## PROBLEM REQUIREMENTS
Scan the records that follow, and whenever a line has the word "StaticMount", copy it.

[Saved entries]
#####
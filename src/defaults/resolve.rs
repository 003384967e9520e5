//! Three-tier parameter resolution.

use super::registry::OptionMap;
use super::value::OptionValue;

/// Conversion from a stored registry value into a parameter type.
///
/// Returns `None` when the stored value cannot represent the parameter, in
/// which case resolution falls through to the hardcoded fallback.
pub trait FromOptionValue: Sized {
    /// Convert `value`, if it fits.
    fn from_option_value(value: &OptionValue) -> Option<Self>;
}

impl FromOptionValue for String {
    fn from_option_value(value: &OptionValue) -> Option<Self> {
        Some(value.to_string())
    }
}

impl FromOptionValue for i64 {
    fn from_option_value(value: &OptionValue) -> Option<Self> {
        match value {
            OptionValue::Int(i) => Some(*i),
            OptionValue::Str(s) => s.trim().parse().ok(),
            OptionValue::Bool(_) | OptionValue::Float(_) => None,
        }
    }
}

impl FromOptionValue for u32 {
    fn from_option_value(value: &OptionValue) -> Option<Self> {
        i64::from_option_value(value).and_then(|i| u32::try_from(i).ok())
    }
}

impl FromOptionValue for f64 {
    #[allow(clippy::cast_precision_loss)]
    fn from_option_value(value: &OptionValue) -> Option<Self> {
        match value {
            OptionValue::Float(x) => Some(*x),
            OptionValue::Int(i) => Some(*i as f64),
            OptionValue::Str(s) => s.trim().parse().ok(),
            OptionValue::Bool(_) => None,
        }
    }
}

impl FromOptionValue for bool {
    fn from_option_value(value: &OptionValue) -> Option<Self> {
        match value {
            OptionValue::Bool(b) => Some(*b),
            OptionValue::Str(s) => s.trim().parse().ok(),
            OptionValue::Int(_) | OptionValue::Float(_) => None,
        }
    }
}

/// Parameters whose hardcoded fallback is "none".
impl<T: FromOptionValue> FromOptionValue for Option<T> {
    fn from_option_value(value: &OptionValue) -> Option<Self> {
        T::from_option_value(value).map(Some)
    }
}

/// Registry view for a single component.
///
/// Holds a copy of the component's option map taken when the component
/// renders, so a render sees one consistent set of defaults.
#[derive(Debug, Clone)]
pub struct Resolver {
    component: &'static str,
    options: OptionMap,
}

impl Resolver {
    /// Resolver over an explicit option map.
    #[must_use]
    pub fn new(component: &'static str, options: OptionMap) -> Self {
        Self { component, options }
    }

    /// Component this resolver serves.
    #[must_use]
    pub fn component(&self) -> &'static str {
        self.component
    }

    /// Explicit value, else registry default, else `fallback`.
    pub fn resolve<T: FromOptionValue>(&self, key: &str, explicit: Option<T>, fallback: T) -> T {
        explicit
            .or_else(|| self.options.get(key).and_then(T::from_option_value))
            .unwrap_or(fallback)
    }

    /// [`resolve`](Self::resolve) for string parameters.
    #[must_use]
    pub fn text(&self, key: &str, explicit: Option<&str>, fallback: &str) -> String {
        self.resolve(key, explicit.map(str::to_string), fallback.to_string())
    }

    /// Like [`text`](Self::text) for parameters whose hardcoded fallback is
    /// "absent" (optional content such as a subtitle or icon).
    #[must_use]
    pub fn optional_text(&self, key: &str, explicit: Option<&str>) -> Option<String> {
        explicit
            .map(str::to_string)
            .or_else(|| self.options.get(key).map(ToString::to_string))
    }
}
//! Registry storage.

use std::collections::BTreeMap;
use std::sync::{Arc, PoisonError, RwLock, RwLockReadGuard, RwLockWriteGuard};

use tracing::debug;

use super::resolve::Resolver;
use super::value::OptionValue;

/// Option name -> value for one component.
pub type OptionMap = BTreeMap<String, OptionValue>;

/// Component name -> options.
pub type DefaultsTable = BTreeMap<String, OptionMap>;

/// The snapshot every registry starts from and returns to on reset.
#[must_use]
pub fn builtin_defaults() -> DefaultsTable {
    let entries: [(&str, Vec<(&str, OptionValue)>); 11] = [
        (
            "FlipCard",
            vec![
                ("height", "300px".into()),
                ("width", "100%".into()),
                ("duration", "0.6s".into()),
            ],
        ),
        (
            "TiltCard",
            vec![("max_tilt", "15deg".into()), ("duration", "0.3s".into())],
        ),
        ("RevealCard", vec![("overlay_opacity", "0.9".into())]),
        ("DotsLoader", vec![("variant", "primary".into())]),
        (
            "RingLoader",
            vec![("variant", "primary".into()), ("size", "3rem".into())],
        ),
        ("TypewriterLoader", vec![("variant", "primary".into())]),
        (
            "PolygonLoader",
            vec![("variant", "primary".into()), ("sides", OptionValue::Int(6))],
        ),
        (
            "ScrollReveal",
            vec![
                ("direction", "up".into()),
                ("delay", "0s".into()),
                ("duration", "0.6s".into()),
            ],
        ),
        ("ParallaxSection", vec![("speed", "0.5".into())]),
        (
            "SlideMenuNavbar",
            vec![("position", "left".into()), ("width", "280px".into())],
        ),
        ("MegaMenuNavbar", vec![("columns", OptionValue::Int(3))]),
    ];

    entries
        .into_iter()
        .map(|(component, options)| {
            let map = options
                .into_iter()
                .map(|(k, v)| (k.to_string(), v))
                .collect();
            (component.to_string(), map)
        })
        .collect()
}

/// Shared, cheaply clonable handle to the component defaults table.
///
/// Clones share state: a default set through one handle is visible to every
/// component rendered with another. Writes are expected during application
/// bootstrap; request handlers only read.
#[derive(Debug, Clone)]
pub struct DefaultsRegistry {
    inner: Arc<RegistryInner>,
}

#[derive(Debug)]
struct RegistryInner {
    /// Immutable table restored by [`DefaultsRegistry::reset`].
    snapshot: DefaultsTable,
    /// Live table.
    table: RwLock<DefaultsTable>,
}

impl Default for DefaultsRegistry {
    fn default() -> Self {
        Self::new()
    }
}

impl DefaultsRegistry {
    /// Registry seeded from [`builtin_defaults`].
    #[must_use]
    pub fn new() -> Self {
        Self::with_snapshot(builtin_defaults())
    }

    /// Registry with no defaults at all.
    #[must_use]
    pub fn empty() -> Self {
        Self::with_snapshot(DefaultsTable::new())
    }

    /// Registry seeded from (and resettable to) `snapshot`.
    #[must_use]
    pub fn with_snapshot(snapshot: DefaultsTable) -> Self {
        Self {
            inner: Arc::new(RegistryInner {
                table: RwLock::new(snapshot.clone()),
                snapshot,
            }),
        }
    }

    fn read(&self) -> RwLockReadGuard<'_, DefaultsTable> {
        self.inner.table.read().unwrap_or_else(PoisonError::into_inner)
    }

    fn write(&self) -> RwLockWriteGuard<'_, DefaultsTable> {
        self.inner
            .table
            .write()
            .unwrap_or_else(PoisonError::into_inner)
    }

    /// Copy of the options for `component`; empty when it was never registered.
    #[must_use]
    pub fn get(&self, component: &str) -> OptionMap {
        self.read().get(component).cloned().unwrap_or_default()
    }

    /// Merge `options` into the entry for `component`, creating it if absent.
    ///
    /// Keys not mentioned keep their current value. No validation is applied.
    pub fn set<I, K, V>(&self, component: &str, options: I)
    where
        I: IntoIterator<Item = (K, V)>,
        K: Into<String>,
        V: Into<OptionValue>,
    {
        let mut table = self.write();
        let entry = table.entry(component.to_string()).or_default();
        let before = entry.len();
        entry.extend(options.into_iter().map(|(k, v)| (k.into(), v.into())));
        debug!(
            name: "community.defaults.set",
            component = %component,
            keys = entry.len(),
            added = entry.len() - before,
            "Component defaults updated"
        );
    }

    /// Merge every entry of `table` (used to seed defaults from configuration).
    pub fn extend(&self, table: DefaultsTable) {
        for (component, options) in table {
            self.set(&component, options);
        }
    }

    /// Discard all changes and restore the built-in snapshot.
    pub fn reset(&self) {
        *self.write() = self.inner.snapshot.clone();
        debug!(name: "community.defaults.reset", "Component defaults reset");
    }

    /// Names of every component currently holding an entry, sorted.
    #[must_use]
    pub fn list(&self) -> Vec<String> {
        self.read().keys().cloned().collect()
    }

    /// Copy of the snapshot restored by [`reset`](Self::reset).
    #[must_use]
    pub fn snapshot(&self) -> DefaultsTable {
        self.inner.snapshot.clone()
    }

    /// Resolution view for one component, taken from the current table.
    #[must_use]
    pub fn resolver(&self, component: &'static str) -> Resolver {
        Resolver::new(component, self.get(component))
    }
}

#[cfg(test)]
mod tests {
    use super::*;

    #[test]
    fn test_unknown_component_is_empty() {
        let defaults = DefaultsRegistry::new();
        assert!(defaults.get("NonExistentComponent").is_empty());
    }

    #[test]
    fn test_get_returns_copy() {
        let defaults = DefaultsRegistry::new();
        let mut first = defaults.get("FlipCard");
        first.insert("height".into(), "999px".into());
        first.clear();
        assert_eq!(defaults.get("FlipCard")["height"], OptionValue::from("300px"));
    }

    #[test]
    fn test_set_merges() {
        let defaults = DefaultsRegistry::new();
        defaults.set("FlipCard", [("height", "500px")]);
        defaults.set("FlipCard", [("duration", "1s")]);

        let flip = defaults.get("FlipCard");
        assert_eq!(flip["height"], OptionValue::from("500px"));
        assert_eq!(flip["duration"], OptionValue::from("1s"));
        assert_eq!(flip["width"], OptionValue::from("100%"));
    }

    #[test]
    fn test_reset_drops_added_components() {
        let defaults = DefaultsRegistry::new();
        let original = defaults.get("FlipCard");
        defaults.set("FlipCard", [("height", "999px")]);
        defaults.set("Widget", [("size", "10px")]);
        assert!(defaults.list().contains(&"Widget".to_string()));

        defaults.reset();
        assert_eq!(defaults.get("FlipCard"), original);
        assert!(defaults.get("Widget").is_empty());
        assert!(!defaults.list().contains(&"Widget".to_string()));
    }

    #[test]
    fn test_reset_is_repeatable() {
        let defaults = DefaultsRegistry::new();
        defaults.set("FlipCard", [("height", "1px")]);
        defaults.reset();
        defaults.set("FlipCard", [("height", "2px")]);
        defaults.reset();
        assert_eq!(defaults.get("FlipCard")["height"], OptionValue::from("300px"));
        assert_eq!(defaults.snapshot(), builtin_defaults());
    }

    #[test]
    fn test_clones_share_state() {
        let defaults = DefaultsRegistry::new();
        let other = defaults.clone();
        other.set("RingLoader", [("size", "5rem")]);
        assert_eq!(defaults.get("RingLoader")["size"], OptionValue::from("5rem"));
    }

    #[test]
    fn test_separate_registries_are_isolated() {
        let a = DefaultsRegistry::new();
        let b = DefaultsRegistry::new();
        a.set("DotsLoader", [("variant", "danger")]);
        assert_eq!(b.get("DotsLoader")["variant"], OptionValue::from("primary"));
    }

    #[test]
    fn test_list_builtin() {
        let names = DefaultsRegistry::new().list();
        assert_eq!(names.len(), 11);
        assert!(names.contains(&"FlipCard".to_string()));
        assert!(names.contains(&"DotsLoader".to_string()));
    }

    #[test]
    fn test_extend_merges_tables() {
        let defaults = DefaultsRegistry::new();
        let mut table = DefaultsTable::new();
        table.insert(
            "MegaMenuNavbar".into(),
            OptionMap::from([("columns".to_string(), OptionValue::Int(4))]),
        );
        defaults.extend(table);
        assert_eq!(defaults.get("MegaMenuNavbar")["columns"], OptionValue::Int(4));
    }
}
//! Host application model.
//!
//! [`HostApp`] stands in for the web application the components are mounted
//! into: an ordered list of `<head>` asset references, an ordered list of
//! static-file mounts and, once PWA support is enabled, a cache manifest.
//! After bootstrap it is turned into an axum [`Router`] serving its mounts.
//!
//! # Architecture
//!
//! - [`AssetReference`]: a stylesheet or script URL in the page head
//! - [`StaticMount`]: a URL prefix served from a directory
//! - [`HasBaseStyles`]: capability reported once base styles are attached
//! - [`KeyedList`]: ordered list with a membership index used for dedup

mod list;

use std::path::{Path, PathBuf};

use axum::Router;
use tower_http::services::ServeDir;
use tracing::{debug, info};

use crate::ui::markup::{Node, el};

pub use list::{Keyed, KeyedList};

/// Substring identifying the base stylesheet in the host headers.
pub const BASE_STYLES_MARKER: &str = "bootstrap";

/// Default base stylesheet location.
pub const DEFAULT_BASE_STYLES_URL: &str =
    "https://cdn.jsdelivr.net/npm/bootstrap@5.3.3/dist/css/bootstrap.min.css";

/// Kind of asset referenced from the page head.
#[derive(Debug, Clone, Copy, PartialEq, Eq)]
pub enum AssetKind {
    /// `<link rel="stylesheet">`.
    Stylesheet,
    /// `<script src>`.
    Script,
}

/// A URL in the page head.
#[derive(Debug, Clone, PartialEq, Eq)]
pub struct AssetReference {
    url: String,
    kind: AssetKind,
}

impl AssetReference {
    /// Stylesheet reference.
    #[must_use]
    pub fn stylesheet(url: impl Into<String>) -> Self {
        Self {
            url: url.into(),
            kind: AssetKind::Stylesheet,
        }
    }

    /// Script reference.
    #[must_use]
    pub fn script(url: impl Into<String>) -> Self {
        Self {
            url: url.into(),
            kind: AssetKind::Script,
        }
    }

    /// Referenced URL.
    #[must_use]
    pub fn url(&self) -> &str {
        &self.url
    }

    /// Asset kind.
    #[must_use]
    pub fn kind(&self) -> AssetKind {
        self.kind
    }

    /// Markup for the page head.
    #[must_use]
    pub fn to_node(&self) -> Node {
        match self.kind {
            AssetKind::Stylesheet => el("link")
                .attr("rel", "stylesheet")
                .attr("href", &self.url)
                .into(),
            AssetKind::Script => el("script").attr("src", &self.url).into(),
        }
    }
}

// Deduplication is by URL only; assets of different kinds sharing a URL collapse into one.
impl Keyed for AssetReference {
    fn key(&self) -> &str {
        &self.url
    }
}

/// A URL prefix served from a directory on disk.
#[derive(Debug, Clone, PartialEq, Eq)]
pub struct StaticMount {
    path: String,
    dir: PathBuf,
    name: String,
}

impl StaticMount {
    /// Mount `dir` at `path`.
    #[must_use]
    pub fn new(path: impl Into<String>, dir: impl Into<PathBuf>, name: impl Into<String>) -> Self {
        Self {
            path: path.into(),
            dir: dir.into(),
            name: name.into(),
        }
    }

    /// Mount path.
    #[must_use]
    pub fn path(&self) -> &str {
        &self.path
    }

    /// Served directory.
    #[must_use]
    pub fn dir(&self) -> &Path {
        &self.dir
    }

    /// Route name.
    #[must_use]
    pub fn name(&self) -> &str {
        &self.name
    }
}

impl Keyed for StaticMount {
    fn key(&self) -> &str {
        &self.path
    }
}

/// Reported by hosts whose base style system has been attached.
pub trait HasBaseStyles {
    /// Whether base styles are present.
    fn has_base_styles(&self) -> bool;
}

/// The application the component library is mounted into.
#[derive(Debug, Default)]
pub struct HostApp {
    headers: KeyedList<AssetReference>,
    routes: KeyedList<StaticMount>,
    cache_urls: Option<KeyedList<String>>,
    base_styles: bool,
}

impl HostApp {
    /// Empty host: no headers, no routes, PWA disabled.
    #[must_use]
    pub fn new() -> Self {
        Self::default()
    }

    /// Attach the base style system, the prerequisite for
    /// [`setup`](crate::setup::setup).
    ///
    /// Adds the stylesheet header (once) and records the capability.
    pub fn attach_base_styles(&mut self, url: impl Into<String>) -> &mut Self {
        let added = self.headers.push_unique(AssetReference::stylesheet(url));
        self.base_styles = true;
        info!(name: "host.base_styles.attached", added, "Base styles attached");
        self
    }

    /// Enable PWA support, creating an empty cache manifest if there is none.
    pub fn enable_pwa(&mut self) -> &mut Self {
        if self.cache_urls.is_none() {
            self.cache_urls = Some(KeyedList::new());
            info!(name: "host.pwa.enabled", "PWA cache manifest enabled");
        }
        self
    }

    /// Whether PWA support is enabled.
    #[must_use]
    pub fn pwa_enabled(&self) -> bool {
        self.cache_urls.is_some()
    }

    /// Append a head entry. The host does not deduplicate its own entries.
    pub fn add_header(&mut self, asset: AssetReference) -> &mut Self {
        self.headers.push(asset);
        self
    }

    /// Append a static mount. A second mount at an existing path is ignored.
    pub fn add_route(&mut self, mount: StaticMount) -> &mut Self {
        if !self.routes.push_unique(mount) {
            debug!(name: "host.route.duplicate", "Static mount path already taken");
        }
        self
    }

    /// Head entries in order.
    #[must_use]
    pub fn headers(&self) -> &[AssetReference] {
        self.headers.as_slice()
    }

    /// Static mounts in order.
    #[must_use]
    pub fn routes(&self) -> &[StaticMount] {
        self.routes.as_slice()
    }

    /// Cache manifest URLs, when PWA is enabled.
    #[must_use]
    pub fn cache_urls(&self) -> Option<&[String]> {
        self.cache_urls.as_ref().map(KeyedList::as_slice)
    }

    pub(crate) fn headers_mut(&mut self) -> &mut KeyedList<AssetReference> {
        &mut self.headers
    }

    pub(crate) fn routes_mut(&mut self) -> &mut KeyedList<StaticMount> {
        &mut self.routes
    }

    pub(crate) fn cache_urls_mut(&mut self) -> Option<&mut KeyedList<String>> {
        self.cache_urls.as_mut()
    }

    /// Head markup for every header entry.
    #[must_use]
    pub fn head_nodes(&self) -> Node {
        Node::Fragment(self.headers.iter().map(AssetReference::to_node).collect())
    }

    /// Router serving every static mount.
    ///
    /// A mount at `/` becomes the fallback service.
    pub fn router<S>(&self) -> Router<S>
    where
        S: Clone + Send + Sync + 'static,
    {
        self.routes.iter().fold(Router::new(), |router, mount| {
            let service = ServeDir::new(mount.dir());
            if mount.path() == "/" {
                router.fallback_service(service)
            } else {
                router.nest_service(mount.path(), service)
            }
        })
    }
}

impl HasBaseStyles for HostApp {
    fn has_base_styles(&self) -> bool {
        self.base_styles
            || self
                .headers
                .iter()
                .any(|h| h.kind() == AssetKind::Stylesheet && h.url().contains(BASE_STYLES_MARKER))
    }
}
#####
## ANSWER
//! - [`StaticMount`]: a URL prefix served from a directory
pub struct StaticMount {
impl StaticMount {
impl Keyed for StaticMount {
    routes: KeyedList<StaticMount>,
    pub fn add_route(&mut self, mount: StaticMount) -> &mut Self {
    pub fn routes(&self) -> &[StaticMount] {
    pub(crate) fn routes_mut(&mut self) -> &mut KeyedList<StaticMount> {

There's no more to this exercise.